Electronic Communication Destroying Writing Skills
By James Donahue
While there a lot of excellent writers posting well thought articles and even books on line, there
has been a noticeable deterioration of writing, spelling and communication skills appearing on popular mass communication
sites like Facebook and Twitter.
As a former newspaper and book writer and editor, and English Literature and journalism as major subjects
in my college studies, I have been especially sensitive to poorly written sentences, spelling errors, and most horrible of
all, the substitution of letters for whole words.
There has, in fact, developed a whole vocabulary of letter combinations that have "coded" meanings
to the young people "in the loop" but leave the rest of us scratching our heads when we see them.
Some of the "slang" expressions are relatively easy to translate. For example, BRB means "I will be
right back," or CU for "I will see you." Then there is the common LOL which means "laugh out loud." But when it comes to some
of the other terms like BTW, idk,1o1 or ayk, most of us are left in the dark. There are entire internet jargon dictionaries
on the web to assist in translating this new language.
A recent report in BBC News noted that because the Internet is global, with an estimated 4.5 billion
web pages now available to read in many languages, it is having an effect on the English language, which is the most common
language being used.
The story said some linguists are predicting that within 10 years English will dominate the Internet,
but it will have evolved in forms very different to what we recognize as English today.
Unlike the United States, where most people learn only English in school, except in states where Spanish
is commonly used, children in many other parts of the world learn English as a second language.
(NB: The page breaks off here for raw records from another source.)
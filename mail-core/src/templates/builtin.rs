//! Built-in messages shipped with the server
//!
//! These go through the same parse/render/compose pipeline as file templates.

use crate::error::Result;
use crate::templates::{ComposedMessage, MessageComposer, TemplateResolver, VariableMap};

const INTRODUCTION_TEXT: &str = "\
Subject: Introduction from {{ sender_name }}

Hi{% if recipient_name %} {{ recipient_name }}{% endif %},

My name is {{ sender_name }} and I wanted to reach out and introduce myself.

I'd love to connect and learn more about what you're working on. Feel free to
reply to this email at {{ sender_email }} whenever it suits you.

Best regards,
{{ sender_name }}
";

const INTRODUCTION_HTML: &str = "\
Subject: Introduction from {{ sender_name }}

<div style=\"font-family: Arial, sans-serif; color: #333;\">
  <p>Hi{% if recipient_name %} {{ recipient_name }}{% endif %},</p>
  <p>My name is <strong>{{ sender_name }}</strong> and I wanted to reach out and introduce myself.</p>
  <p>I'd love to connect and learn more about what you're working on. Feel free to
  reply to <a href=\"mailto:{{ sender_email }}\">{{ sender_email }}</a> whenever it suits you.</p>
  <p>Best regards,<br>{{ sender_name }}</p>
</div>
";

/// Compose the introduction email
///
/// `sender_name` defaults to `sender_email` when not supplied.
pub fn introduction(
    to: &str,
    recipient_name: Option<&str>,
    sender_name: Option<&str>,
    sender_email: &str,
    is_html: bool,
) -> Result<ComposedMessage> {
    let source = if is_html {
        INTRODUCTION_HTML
    } else {
        INTRODUCTION_TEXT
    };

    let mut vars = VariableMap::new();
    vars.insert("sender_email".to_string(), sender_email.into());
    vars.insert(
        "sender_name".to_string(),
        sender_name.unwrap_or(sender_email).into(),
    );
    if let Some(name) = recipient_name {
        vars.insert("recipient_name".to_string(), name.into());
    }

    let parsed = TemplateResolver::parse(source);
    MessageComposer::compose(to, &parsed, &vars, None, is_html)
}
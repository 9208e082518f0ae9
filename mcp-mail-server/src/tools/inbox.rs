//! Gmail API tools

use super::outcome::ToolOutcome;
use crate::state::AppState;
use mail_core::inbox::{DEFAULT_MAX_RESULTS, MAX_RESULTS_LIMIT};
use serde::Deserialize;
use tracing::info;

pub const GMAIL_SERVICE: &str = "Gmail API";

#[derive(Debug, Deserialize)]
#[serde(rename_all = "camelCase")]
pub struct ListUnreadArgs {
    /// Any JSON number; clamped into the provider's page range
    #[serde(default = "default_max_results")]
    pub max_results: f64,
}

fn default_max_results() -> f64 {
    f64::from(DEFAULT_MAX_RESULTS)
}

/// Clamp a client-supplied page size into `1..=MAX_RESULTS_LIMIT`
fn page_size(requested: f64) -> u32 {
    requested.clamp(1.0, f64::from(MAX_RESULTS_LIMIT)) as u32
}

#[derive(Debug, Deserialize)]
#[serde(rename_all = "camelCase")]
pub struct MessageIdArgs {
    pub message_id: String,
}

pub async fn list_labels(state: &AppState) -> ToolOutcome {
    let inbox = match state.inbox() {
        Ok(inbox) => inbox,
        Err(e) => return ToolOutcome::from_error(GMAIL_SERVICE, e),
    };

    match inbox.list_labels().await {
        Ok(labels) => ToolOutcome::json(&serde_json::json!({
            "count": labels.len(),
            "labels": labels,
        })),
        Err(e) => ToolOutcome::from_error(GMAIL_SERVICE, e),
    }
}

pub async fn list_unread_emails(state: &AppState, args: ListUnreadArgs) -> ToolOutcome {
    let inbox = match state.inbox() {
        Ok(inbox) => inbox,
        Err(e) => return ToolOutcome::from_error(GMAIL_SERVICE, e),
    };

    let max_results = page_size(args.max_results);
    match inbox.list_unread(max_results).await {
        Ok(emails) => {
            info!("📬 {} unread emails", emails.len());
            ToolOutcome::json(&serde_json::json!({
                "count": emails.len(),
                "emails": emails,
            }))
        }
        Err(e) => ToolOutcome::from_error(GMAIL_SERVICE, e),
    }
}

pub async fn get_email(state: &AppState, args: MessageIdArgs) -> ToolOutcome {
    let inbox = match state.inbox() {
        Ok(inbox) => inbox,
        Err(e) => return ToolOutcome::from_error(GMAIL_SERVICE, e),
    };

    match inbox.get_message(&args.message_id).await {
        Ok(detail) => ToolOutcome::json(&detail),
        Err(e) => ToolOutcome::from_error(GMAIL_SERVICE, e),
    }
}

pub async fn archive_email(state: &AppState, args: MessageIdArgs) -> ToolOutcome {
    let inbox = match state.inbox() {
        Ok(inbox) => inbox,
        Err(e) => return ToolOutcome::from_error(GMAIL_SERVICE, e),
    };

    match inbox.archive(&args.message_id).await {
        Ok(()) => {
            info!("📦 Archived email: {}", args.message_id);
            ToolOutcome::text(format!(
                "Email {} archived (removed from inbox)",
                args.message_id
            ))
        }
        Err(e) => ToolOutcome::from_error(GMAIL_SERVICE, e),
    }
}

pub async fn delete_email(state: &AppState, args: MessageIdArgs) -> ToolOutcome {
    let inbox = match state.inbox() {
        Ok(inbox) => inbox,
        Err(e) => return ToolOutcome::from_error(GMAIL_SERVICE, e),
    };

    match inbox.trash(&args.message_id).await {
        Ok(()) => {
            info!("🗑️  Moved email to trash: {}", args.message_id);
            ToolOutcome::text(format!("Email {} moved to trash", args.message_id))
        }
        Err(e) => ToolOutcome::from_error(GMAIL_SERVICE, e),
    }
}

#[cfg(test)]
mod tests {
    use super::*;

    #[test]
    fn test_max_results_accepts_any_number() {
        let args: ListUnreadArgs = serde_json::from_value(serde_json::json!({})).unwrap();
        assert_eq!(page_size(args.max_results), 10);

        for (raw, expected) in [(-1.0, 1), (0.0, 1), (10.0, 10), (25.7, 25), (500.0, 100)] {
            let args: ListUnreadArgs =
                serde_json::from_value(serde_json::json!({ "maxResults": raw })).unwrap();
            assert_eq!(page_size(args.max_results), expected);
        }

        let args: ListUnreadArgs =
            serde_json::from_value(serde_json::json!({ "maxResults": -1 })).unwrap();
        assert_eq!(page_size(args.max_results), 1);
    }
}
Thus when on line, they can
easily communicate with other non-native writers by using English. But what is happening among all of the younger chat room
and text users is that they are less concerned about proper grammar and spelling, and turn, instead to a common form of phonics
to create the words in their messages.
Unless they are using Skype or Yahoo Messenger to communicate verbally, these people also are not
concerned about accents. They just have to connect their words in a form of English, and the message can be received and understood
by most of the Internet users anywhere in the world.
There is something exciting about this international means of communicating. For example some years
ago, when Yahoo offered a variety of chat rooms for people with a wide range of interests, I managed to have interesting conversations
with people in places like China, Mexico, and even the South Pole. That kind of global communication has obviously been a
key to a growing international understanding that people all over the world are just like us. It has helped me come to the
conclusion that there is no reason ever to go to war with other nations because of boundary or ideological differences. Once
you have an Internet friend in Iran, or China, or Russia, the thought of ever going to war against that person’s country
becomes an abhorrent thought. Who can ever shoot at someone you consider a friend?
As a student of the English language, however, I mourn the invasion of good writing skills. I notice
that many Internet stories and newspaper articles are showing spelling and grammar errors. I even see them in the floating
news banners at the bottom of the screen when watching CNN or Fox News stations. Sometimes I feel the impulse to come out
of retirement and go to the aid of these various contemporary writers who are obviously so caught up in the rush of getting
their jobs done, they don’t have time to run spell-checks or grammar checks on the text they are producing.
I have been an ardent book worm since the day I walked into the library in my home town and was introduced
to the excitement of reading good stories. My father was a science fiction buff and kept a stack of paperback books in his
bedroom closet. Once I discovered them, I too grew to love science fiction. I soon turned to great literature, and once in
college, majored in English Literature, and earned enough credits in American Literature that I could have chosen that field
as a minor.
After years of writing and editing the English language, I am sensitive to correct grammar and spelling,
and especially enjoy a well-written story. While I am happy to see a growing trend toward an international language because
of the Internet, I think I will surely miss the great literature we have enjoyed for so long.